September 9th, 2009Some thoughts on my birthday
I used to consider this blog as the place where I would pour out my feelings but ever since the number of Mauritian blogs has been increasing over the last few years, I’ve been trying to avoid talking about my feelings or anything too personal but today will be an exception. I guess that I’ve got too much on my mind and since I keep everything to myself, everything just keep piling up and I feel like I’m going to have a break down. I feel like I’m going through some kind of quarter life crisis.
I used to be excited whenever my birthday comes around but this year, I am not happy or excited. I can’t believe that I’m already 25. Ten years ago, 09.09.99 was one of my most memorable birthdays celebrated at school with my classmates. I miss those happy,carefree days. Time flies. The person I am today is different from the person I was back then. Deep down inside, I am still me but I have different beliefs, different ways of looking at things now. I wonder how my life will be 10 years from now.
I’ve closed myself up in my room for the past few weeks, only going out from time to time when I feel like I need to ‘breathe’. While I’ve been nursing myself back to health, I’ve had plenty of time to think.
My nickname used to be sunnygirl but I’ve long outgrown it. The old happy days are over and nothing can bring them back. I miss that part of my life back in Mauritius when I was carefree, outgoing, happy etc. Then came the rebellious days, the unhappy times at home but I was still happy because I was surrounded by friends who cared for me, who understood me and who stood by me through me thick and thin. Still, I chose to leave it all behind. I wanted to start anew. I got a scholarship and I left Mauritius. Slowly, the family problems were more or less solved but I had already changed. I guess that a part of me had died back then. Then I had 4 wonderful years in Shanghai. I have to admit that not everything was perfect. I still encountered some problems but that’s how life is. I had dreams. I had ambitions, I even wanted to settle down there but then, I became insecure. I kept questioning myself about many things. In the end, I left Shanghai. Now that I think about it, I think I just wanted to run away, to start anew again. Another part of me seemed to have died.
I came to Singapore hoping to find some answers but so far, I’ve found nothing. I have friends who have settled down when it comes to career, family, relationships etc but as for me, I’m trying to figure out who I am, where I should go from here and what I should be doing. Some people already know what they want to do in life but others, including me, are still trying to figure out what they should be doing.
Today, I’m making a promise to myself. I will not run away anymore. I will not keep holding on to the past. There is no point in hanging on to the flimsy thread, there is no point in hoping that everything will be fine. All good things come to an end but there are better things out there. At least that’s what I’ve been telling myself. I should learn to move forward instead of taking a few steps backwards every time.

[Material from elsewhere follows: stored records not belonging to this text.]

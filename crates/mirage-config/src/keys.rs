//! Setting names understood by the inception layer.
//!
//! Names are matched case-insensitively by [`crate::Policy`], so these are the
//! canonical spellings used in templates and logs.

/// Extra arguments spliced into a Chromium top-level command line.
pub const CUSTOM_CHROMIUM_FLAGS: &str = "CustomChromiumFlags";

/// Deny `SetThreadExecutionState` so the guest cannot keep the machine awake.
pub const BLOCK_INTERFERE_POWER: &str = "BlockInterferePower";

/// Master switch for clock and sleep scaling.
pub const USE_CHANGE_SPEED: &str = "UseChangeSpeed";
pub const ADD_TICK_SPEED: &str = "AddTickSpeed";
pub const LOW_TICK_SPEED: &str = "LowTickSpeed";
pub const ADD_SLEEP_SPEED: &str = "AddSleepSpeed";
pub const LOW_SLEEP_SPEED: &str = "LowSleepSpeed";

/// Locale identifier reported for every default-locale query. 0 disables.
pub const CUSTOM_LCID: &str = "CustomLCID";

/// Master switch for volume serial masking.
pub const HIDE_DISK_SERIAL_NUMBER: &str = "HideDiskSerialNumber";

/// Per-volume `name,HHHH-HHHH` overrides for the masked serial.
pub const DISK_SERIAL_NUMBER: &str = "DiskSerialNumber";

/// Longest text value a single setting may carry.
pub const CONF_LINE_LEN: usize = 2000;

/// Every key, in template order.
pub const ALL: &[&str] = &[
    CUSTOM_CHROMIUM_FLAGS,
    BLOCK_INTERFERE_POWER,
    USE_CHANGE_SPEED,
    ADD_TICK_SPEED,
    LOW_TICK_SPEED,
    ADD_SLEEP_SPEED,
    LOW_SLEEP_SPEED,
    CUSTOM_LCID,
    HIDE_DISK_SERIAL_NUMBER,
    DISK_SERIAL_NUMBER,
];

I want to go back to the old me, to my old life, to the happy days but it’s not possible. I’ve had enough of change but I’m perfectly aware that change is inevitable. I’m still finding myself. Some people have made me realize that I have to let go in order to move on. I have to let go even if it means that I will fall. I’d rather fall now than keep on waiting because when the time comes and I finally decide to let go, it will be too late. I will fall harder and be even more hurt.
I think I’ve been reluctant to let go because …
What if I let go and it turns out that I’ve made the wrong decision?
What if everything would have been fine after a while if only I waited?
What if I let go and no one catches me as I fall?
Too many what ifs and no answers… I’m tired. I’ve had enough.
Once I let go, there is no turning back but for my own sake, I have to let go.
Letting go right now isn’t so bad I guess. After falling, I just have to learn to get back to my feet once again and move on. Happy days are just around the corner. I will work hard towards my goals, I will stop feeling lost, I will have a more positive outlook on life.
Happy 25th Birthday to me.
p.s I have a couple of unanswered emails and comments. Sorry about this. I didn’t feel like doing anything these past few days.